Es ergibt jetzt wenig Sinn, sich über Star-Rummel und Namens-Herdentrieb zu belustigen, lag meine Teilnahme doch ebenfalls im erhofften Erscheinen des weltbekannten Sänger-Seniors begründet. Genauso wenig, wie in das Lamento derer einzustimmen, die in seiner Absage nun Böswilligkeit oder Unvermögen der Staatsoper wittern, wie man kopfschüttelnd in einigen Kommentaren auf der Facebook-Präsenz der Hamburger Oper nachlesen konnte.

Verschwörungstheoretiker gibt es wohl in jedem Bereich, bedauerlich und dumm wird es, wenn fehlgeleitete „Experten“ auf diese Weise ihrer Enttäuschung Luft verleihen und am besten noch bei der Gelegenheit gleich mit allem und jedem abrechnen möchten, was schon lange ihr enges Herzchen belastete. Natürlich habe ich nach Monaten der Vorfreude ebenfalls kein Freuden-Feuerwerk auf meinem Balkon abgebrannt, aber so läuft es halt mal.

Zumal als „Ersatz“ mit George Gagnidze – bis auf die beiden geplanten Domingo-Termine ohnehin die Hamburger Stammbesetzung als Boccanegra – kein Notnagel aus dem Hut gezaubert werden musste. Aber gut, darum geht es den meisten eh nicht. „Man hätte den Domingo halt gern noch mal erlebt“, wie ich einer älteren Dame in der Pause ablauschte. Ging mir nicht anders, auch da ich mich vor einigen Jahren in Berlin von der außergewöhnlichen Qualität seines Bariton-Rententeils überzeugen konnte – ebenfalls in der Rolle des Dogen-Korsaren.

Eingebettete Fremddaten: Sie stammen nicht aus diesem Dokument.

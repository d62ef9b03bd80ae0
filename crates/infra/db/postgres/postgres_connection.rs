use anyhow::Result;
use diesel::{
    Connection, PgConnection,
    connection::CacheSize,
    r2d2::{ConnectionManager, CustomizeConnection, Error as R2d2Error, Pool},
};

/// Supabase's transaction-mode pooler rejects server-side prepared
/// statements, so every pooled connection runs with the statement cache off.
#[derive(Debug, Default)]
struct DisablePreparedStatements;

impl CustomizeConnection<PgConnection, R2d2Error> for DisablePreparedStatements {
    fn on_acquire(&self, conn: &mut PgConnection) -> std::result::Result<(), R2d2Error> {
        conn.set_prepared_statement_cache_size(CacheSize::Disabled);
        Ok(())
    }
}

pub type PgPoolSquad = Pool<ConnectionManager<PgConnection>>;

pub fn establish_connection(database_url: &str) -> Result<PgPoolSquad> {
    let manager = ConnectionManager::<PgConnection>::new(database_url);
    let pool = Pool::builder()
        .connection_customizer(Box::new(DisablePreparedStatements::default()))
        .build(manager)?;
    Ok(pool)
}
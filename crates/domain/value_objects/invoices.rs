use anyhow::Result;
use chrono::{DateTime, NaiveDate, Utc};
use serde::{Deserialize, Serialize};
use uuid::Uuid;

use crate::domain::entities::invoices::{
    InsertInvoiceEntity, InvoiceEntity, UpdateInvoiceEntity,
};

pub const MAX_LINE_ITEMS: usize = 200;
pub const MAX_ITEM_QUANTITY: i64 = 1_000_000;
pub const MAX_ITEM_PRICE_MINOR: i64 = 100_000_000_000;

/// One line item as stored inside the invoice document.
#[derive(Debug, Clone, Serialize, Deserialize, PartialEq, Eq)]
pub struct InvoiceItem {
    pub id: String,
    pub description: String,
    pub quantity: i64,
    pub price_minor: i64,
}

/// Client-supplied invoice fields for create and update. The total is never
/// accepted from the client; it is recomputed from the line items.
#[derive(Debug, Clone, Deserialize)]
pub struct InvoicePayload {
    pub invoice_number: String,
    pub company_name: String,
    pub company_address: String,
    pub client_name: String,
    pub client_email: String,
    pub issue_date: NaiveDate,
    pub due_date: NaiveDate,
    pub logo_url: Option<String>,
    pub notes: Option<String>,
    pub items: Vec<InvoiceItem>,
}

impl InvoicePayload {
    pub fn validate(&self) -> Result<(), String> {
        if self.invoice_number.trim().is_empty() {
            return Err("invoice_number is required".to_string());
        }
        if self.company_name.trim().is_empty() {
            return Err("company_name is required".to_string());
        }
        if self.company_address.trim().is_empty() {
            return Err("company_address is required".to_string());
        }
        if self.client_name.trim().is_empty() {
            return Err("client_name is required".to_string());
        }
        if !self.client_email.contains('@') {
            return Err("client_email must be a valid email address".to_string());
        }
        if self.items.is_empty() {
            return Err("at least one line item is required".to_string());
        }
        if self.items.len() > MAX_LINE_ITEMS {
            return Err(format!("at most {} line items are allowed", MAX_LINE_ITEMS));
        }

        let mut total: i64 = 0;
        for item in &self.items {
            if item.description.trim().is_empty() {
                return Err("item description is required".to_string());
            }
            if item.quantity <= 0 {
                return Err("item quantity must be positive".to_string());
            }
            if item.quantity > MAX_ITEM_QUANTITY {
                return Err("item quantity is out of range".to_string());
            }
            if item.price_minor < 0 {
                return Err("item price must not be negative".to_string());
            }
            if item.price_minor > MAX_ITEM_PRICE_MINOR {
                return Err("item price is out of range".to_string());
            }
            let line = item
                .quantity
                .checked_mul(item.price_minor)
                .ok_or_else(|| "invoice total is out of range".to_string())?;
            total = total
                .checked_add(line)
                .ok_or_else(|| "invoice total is out of range".to_string())?;
        }

        Ok(())
    }

    /// Sum of `quantity * price` over all line items.
    pub fn total_minor(&self) -> i64 {
        self.items
            .iter()
            .map(|item| item.quantity.saturating_mul(item.price_minor))
            .fold(0_i64, i64::saturating_add)
    }

    pub fn to_insert_entity(&self, user_id: Uuid) -> Result<InsertInvoiceEntity> {
        Ok(InsertInvoiceEntity {
            user_id,
            invoice_number: self.invoice_number.clone(),
            company_name: self.company_name.clone(),
            company_address: self.company_address.clone(),
            client_name: self.client_name.clone(),
            client_email: self.client_email.clone(),
            issue_date: self.issue_date,
            due_date: self.due_date,
            logo_url: self.logo_url.clone(),
            notes: self.notes.clone(),
            items: serde_json::to_value(&self.items)?,
            total_minor: self.total_minor(),
        })
    }

    pub fn to_update_entity(&self) -> Result<UpdateInvoiceEntity> {
        Ok(UpdateInvoiceEntity {
            invoice_number: self.invoice_number.clone(),
            company_name: self.company_name.clone(),
            company_address: self.company_address.clone(),
            client_name: self.client_name.clone(),
            client_email: self.client_email.clone(),
            issue_date: self.issue_date,
            due_date: self.due_date,
            logo_url: self.logo_url.clone(),
            notes: self.notes.clone(),
            items: serde_json::to_value(&self.items)?,
            total_minor: self.total_minor(),
            updated_at: Utc::now(),
        })
    }
}

/// Outcome of an invoice insert that enforces a count limit inside the same
/// transaction as the write.
#[derive(Debug, Clone)]
pub enum QuotaInsert {
    Created(InvoiceEntity),
    LimitReached { current_count: i64 },
}

#[derive(Debug, Serialize)]
pub struct LogoUploadResponse {
    pub logo_url: String,
}

#[derive(Debug, Clone, Serialize)]
pub struct InvoiceDto {
    pub id: Uuid,
    pub invoice_number: String,
    pub company_name: String,
    pub company_address: String,
    pub client_name: String,
    pub client_email: String,
    pub issue_date: NaiveDate,
    pub due_date: NaiveDate,
    pub logo_url: Option<String>,
    pub notes: Option<String>,
    pub items: Vec<InvoiceItem>,
    pub total_minor: i64,
    pub created_at: DateTime<Utc>,
    pub updated_at: DateTime<Utc>,
}

impl From<InvoiceEntity> for InvoiceDto {
    fn from(value: InvoiceEntity) -> Self {
        Self {
            id: value.id,
            invoice_number: value.invoice_number,
            company_name: value.company_name,
            company_address: value.company_address,
            client_name: value.client_name,
            client_email: value.client_email,
            issue_date: value.issue_date,
            due_date: value.due_date,
            logo_url: value.logo_url,
            notes: value.notes,
            items: value.items,
            total_minor: value.total_minor,
            created_at: value.created_at,
            updated_at: value.updated_at,
        }
    }
}

#[cfg(test)]
mod tests {
    use super::*;

    fn item(description: &str, quantity: i64, price_minor: i64) -> InvoiceItem {
        InvoiceItem {
            id: Uuid::new_v4().to_string(),
            description: description.to_string(),
            quantity,
            price_minor,
        }
    }

    fn sample_payload() -> InvoicePayload {
        InvoicePayload {
            invoice_number: "INV-2025-001".to_string(),
            company_name: "Warung Kopi Senja".to_string(),
            company_address: "Jl. Kemang Raya 12, Jakarta".to_string(),
            client_name: "PT Maju Terus".to_string(),
            client_email: "finance@majuterus.co.id".to_string(),
            issue_date: NaiveDate::from_ymd_opt(2025, 3, 1).unwrap(),
            due_date: NaiveDate::from_ymd_opt(2025, 3, 15).unwrap(),
            logo_url: None,
            notes: Some("Payment via bank transfer".to_string()),
            items: vec![item("Espresso beans 1kg", 2, 150_000)],
        }
    }

    #[test]
    fn accepts_well_formed_payload() {
        assert_eq!(sample_payload().validate(), Ok(()));
    }

    #[test]
    fn rejects_blank_invoice_number() {
        let mut payload = sample_payload();
        payload.invoice_number = "   ".to_string();

        assert_eq!(
            payload.validate(),
            Err("invoice_number is required".to_string())
        );
    }

    #[test]
    fn rejects_implausible_client_email() {
        let mut payload = sample_payload();
        payload.client_email = "not-an-email".to_string();

        assert_eq!(
            payload.validate(),
            Err("client_email must be a valid email address".to_string())
        );
    }

    #[test]
    fn rejects_empty_item_list() {
        let mut payload = sample_payload();
        payload.items.clear();

        assert_eq!(
            payload.validate(),
            Err("at least one line item is required".to_string())
        );
    }

    #[test]
    fn rejects_non_positive_quantity() {
        let mut payload = sample_payload();
        payload.items = vec![item("Consulting", 0, 1_000)];

        assert_eq!(
            payload.validate(),
            Err("item quantity must be positive".to_string())
        );
    }

    #[test]
    fn rejects_negative_price() {
        let mut payload = sample_payload();
        payload.items = vec![item("Discount line", 1, -500)];

        assert_eq!(
            payload.validate(),
            Err("item price must not be negative".to_string())
        );
    }

    #[test]
    fn rejects_overflowing_total() {
        let mut payload = sample_payload();
        payload.items = (0..MAX_LINE_ITEMS)
            .map(|index| item(&format!("bulk {}", index), MAX_ITEM_QUANTITY, MAX_ITEM_PRICE_MINOR))
            .collect();

        assert_eq!(
            payload.validate(),
            Err("invoice total is out of range".to_string())
        );
    }

    #[test]
    fn total_is_recomputed_from_line_items() {
        let mut payload = sample_payload();
        payload.items = vec![
            item("Espresso beans 1kg", 2, 150_000),
            item("Grinder rental", 3, 10_000),
        ];

        assert_eq!(payload.total_minor(), 330_000);
    }

    #[test]
    fn insert_entity_carries_recomputed_total() {
        let mut payload = sample_payload();
        payload.items = vec![item("Setup fee", 1, 75_000), item("Support", 2, 25_000)];

        let entity = payload.to_insert_entity(Uuid::new_v4()).unwrap();

        assert_eq!(entity.total_minor, 125_000);
        let stored: Vec<InvoiceItem> = serde_json::from_value(entity.items).unwrap();
        assert_eq!(stored, payload.items);
    }
}
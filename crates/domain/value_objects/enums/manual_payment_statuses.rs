use std::fmt::Display;

use serde::{Deserialize, Serialize};

/// Review state of a submitted transfer proof. `Approved` and `Rejected`
/// are terminal.
#[derive(Default, Debug, Clone, Copy, Serialize, Deserialize, PartialEq, Eq)]
#[serde(rename_all = "lowercase")]
pub enum ManualPaymentStatus {
    #[default]
    Pending,
    Approved,
    Rejected,
}

impl Display for ManualPaymentStatus {
    fn fmt(&self, f: &mut std::fmt::Formatter<'_>) -> std::fmt::Result {
        let status = match self {
            ManualPaymentStatus::Pending => "pending",
            ManualPaymentStatus::Approved => "approved",
            ManualPaymentStatus::Rejected => "rejected",
        };
        write!(f, "{}", status)
    }
}

impl ManualPaymentStatus {
    pub fn from_str(value: &str) -> Self {
        match value {
            "pending" => ManualPaymentStatus::Pending,
            "approved" => ManualPaymentStatus::Approved,
            "rejected" => ManualPaymentStatus::Rejected,
            _ => ManualPaymentStatus::Pending,
        }
    }
}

Aber genug des „hätte“ und des „was wäre, wenn“, hinein in die Realität des Abends. Wobei damit gleichsam auch der Kern des Stückes, zumindest in der Inszenierung durch Claus Guth, umrissen wäre. Parallel zu den schicksalhaften Entwicklungen der Biografie Boccanegras, lässt er in einzelnen Sequenzen einen alternativen Lauf der Geschichte aufblitzen, eine Art positives Spiegelbild der tragischen Handlung. Boccanegra sitzt mit seiner Frau Maria, seiner Tochter, Adorno und Fiesco gemeinsam zu Tisch – eine Utopie des „es hätte doch auch“, wie es bei einem anderen, günstigeren Verlauf der Dinge durchaus denkbar gewesen wäre.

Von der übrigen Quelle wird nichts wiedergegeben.